Sogno, o incubo, nel cassetto: con chi avreste il desiderio di collaborare un dì o l’altro?
Dopo le esperienze con svariati produttori vorremmo, per il prossimo album, che tra le altre cose, stiamo scrivendo, collaborare in fase di produzione con un’unica persona, facendo registrazioni, mixaggio e mastering. Abbiamo già scelto ed un personaggio e studio con cui abbiamo già collaborato in passato. Se proprio devo rispondere alla domanda ci piacerebbe invece collaborare con altri artisti e band con split, e remix per esempio. Qualcosa si sta muovendo concretamente, infatti a breve uscirà un 12″ split con i Deflore per la Subsound records ed anche a livello di remix stiamo cercando di aprirci a situazioni un po’ diverse. Di recente abbiamo remixato un pezzo degli Aucan che potete trovare sul nostro sito, e in questi giorni abbiamo rimescolato il nostro pezzo forse più rappresentativo “Sweet taste of sickness” trasformandolo in una versione dub noise molto caotica intitolata “Bitter taste of healing”. Abbiamo fatto anche un video per l’occasione che potete vedere sul nostro canale YouTube.

So che di recente avete sostituito un componente della band. Vuoi presentarci il nuovo arrivato? Influirà nei vostri progetti futuri? E già che ci siamo quali saranno?

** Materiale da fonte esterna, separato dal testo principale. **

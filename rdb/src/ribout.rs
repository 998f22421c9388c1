// This Source Code Form is subject to the terms of the Mozilla Public
// License, v. 2.0. If a copy of the MPL was not distributed with this
// file, You can obtain one at https://mozilla.org/MPL/2.0/.

use crate::table::{RouteTable, TableContext};
use crate::types::{Afi, InternalMessage, PathAttributeList, PeerId, RouteOp};
use std::collections::{BTreeMap, VecDeque};
use std::sync::Arc;

/// A batch of changes ready to be encoded toward one peer. Prefixes sharing
/// an attribute list are announced together.
#[derive(Debug, Clone, PartialEq, Eq)]
pub struct RibOutUpdate<A: Afi> {
    pub withdrawn: Vec<A::Prefix>,
    pub announce: Vec<(Arc<PathAttributeList<A>>, Vec<A::Prefix>)>,
}

impl<A: Afi> RibOutUpdate<A> {
    pub fn is_empty(&self) -> bool {
        self.withdrawn.is_empty() && self.announce.is_empty()
    }

    pub fn announced(&self) -> usize {
        self.announce.iter().map(|(_, nets)| nets.len()).sum()
    }
}

/// The routes sent to one peer. Changes accumulate until a push, then
/// leave as one update. Only differences from what the peer already has are
/// sent, so the peer never sees the same announcement twice or a withdrawal
/// of something it was never told about.
pub struct RibOutTable<A: Afi> {
    peer: PeerId,
    sent: BTreeMap<A::Prefix, Arc<PathAttributeList<A>>>,
    pending: BTreeMap<A::Prefix, Option<Arc<PathAttributeList<A>>>>,
    updates: VecDeque<RibOutUpdate<A>>,
}

impl<A: Afi> RibOutTable<A> {
    pub fn new(peer: PeerId) -> Self {
        Self {
            peer,
            sent: BTreeMap::new(),
            pending: BTreeMap::new(),
            updates: VecDeque::new(),
        }
    }

    pub fn sent(&self) -> &BTreeMap<A::Prefix, Arc<PathAttributeList<A>>> {
        &self.sent
    }

    pub fn take_updates(&mut self) -> Vec<RibOutUpdate<A>> {
        self.updates.drain(..).collect()
    }

    fn announce(&mut self, msg: InternalMessage<A>) {
        self.pending
            .insert(msg.net(), Some(msg.route.attributes.clone()));
    }

    fn withdraw(&mut self, net: A::Prefix) {
        self.pending.insert(net, None);
    }

    fn flush(&mut self) {
        let mut withdrawn = Vec::new();
        let mut groups: Vec<(Arc<PathAttributeList<A>>, Vec<A::Prefix>)> =
            Vec::new();

        for (net, change) in std::mem::take(&mut self.pending) {
            match change {
                None => {
                    if self.sent.remove(&net).is_some() {
                        withdrawn.push(net);
                    }
                }
                Some(attrs) => {
                    if self.sent.get(&net) == Some(&attrs) {
                        continue;
                    }
                    self.sent.insert(net, attrs.clone());
                    match groups.iter_mut().find(|(a, _)| *a == attrs) {
                        Some((_, nets)) => nets.push(net),
                        None => groups.push((attrs, vec![net])),
                    }
                }
            }
        }

        let update = RibOutUpdate {
            withdrawn,
            announce: groups,
        };
        if !update.is_empty() {
            self.updates.push_back(update);
        }
    }
}

impl<A: Afi> RouteTable<A> for RibOutTable<A> {
    fn name(&self) -> String {
        format!("ribout-{}-{}", A::NAME, self.peer)
    }

    fn add_route(
        &mut self,
        msg: InternalMessage<A>,
        _cx: &mut TableContext<'_, A>,
    ) -> Vec<RouteOp<A>> {
        self.announce(msg);
        Vec::new()
    }

    fn delete_route(
        &mut self,
        msg: InternalMessage<A>,
        _cx: &mut TableContext<'_, A>,
    ) -> Vec<RouteOp<A>> {
        self.withdraw(msg.net());
        Vec::new()
    }

    fn replace_route(
        &mut self,
        _old: InternalMessage<A>,
        new: InternalMessage<A>,
        _cx: &mut TableContext<'_, A>,
    ) -> Vec<RouteOp<A>> {
        self.announce(new);
        Vec::new()
    }

    fn push(
        &mut self,
        _peer: PeerId,
        _cx: &mut TableContext<'_, A>,
    ) -> Vec<RouteOp<A>> {
        self.flush();
        Vec::new()
    }
}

E’ accaduto in autunno. La stagione dove le foglie cadono ma l’albero rimane ben saldo grazie a radici che penetrano e si alimentano al terreno dell’ispirazione. Tutto è successo in un attimo. Abbiamo trovato il sostituto in Paolo, chitarrista virtuoso e tecnicamente preparato che arriva dalla scuola prog. e nonostante la giovane età vanta collaborazioni con numerosi artisti della scena rock italiana tra cui La locanda delle fate. E’ stata una fortuna trovare una persona disponibile ed interessata a confrontarsi con un realtà musicale differente dal suo background. Questo significa eclettismo, curiosità intellettuale e voglia di mettersi in gioco. Stiamo componendo nuovo materiale per il nuovo album e Paolo collabora attivamente alla stesura dei brani portando , oltre ad una ventata di aria fresca, molte idee diverse che si sposano alla perfezione con la visione globale di sound e struttura che vogliamo raggiungere. Non nascondo che siamo molto contenti nell’aver trovato una persona con un background diverso dal nostro. Sicuramente ci porterà ad esplorare nuovi orizzonti musicali.

Siamo in chiusura e ti chiedo: cos’è l’attitudine (dato che abbiamo parlato di hardcore) oggi per gli Infection Code?
L’attitudine è passione, sudore, è piangere e combattere per le tue idee che siano musicali o altre. Abbiamo sempre sofferto artisticamente parlando. Abbiamo lottato per creare la nostra musica contro noi stessi, contro un sistema che non valorizza la musica pe(n)sante, contro tutte le avversità che una band incontra in una società dove l’arte in generale e la musica in particolare non trovano spazio. L’attitudine è emozione e sentimento. Non smetteremo di emozionarci e di trasmettere emozioni.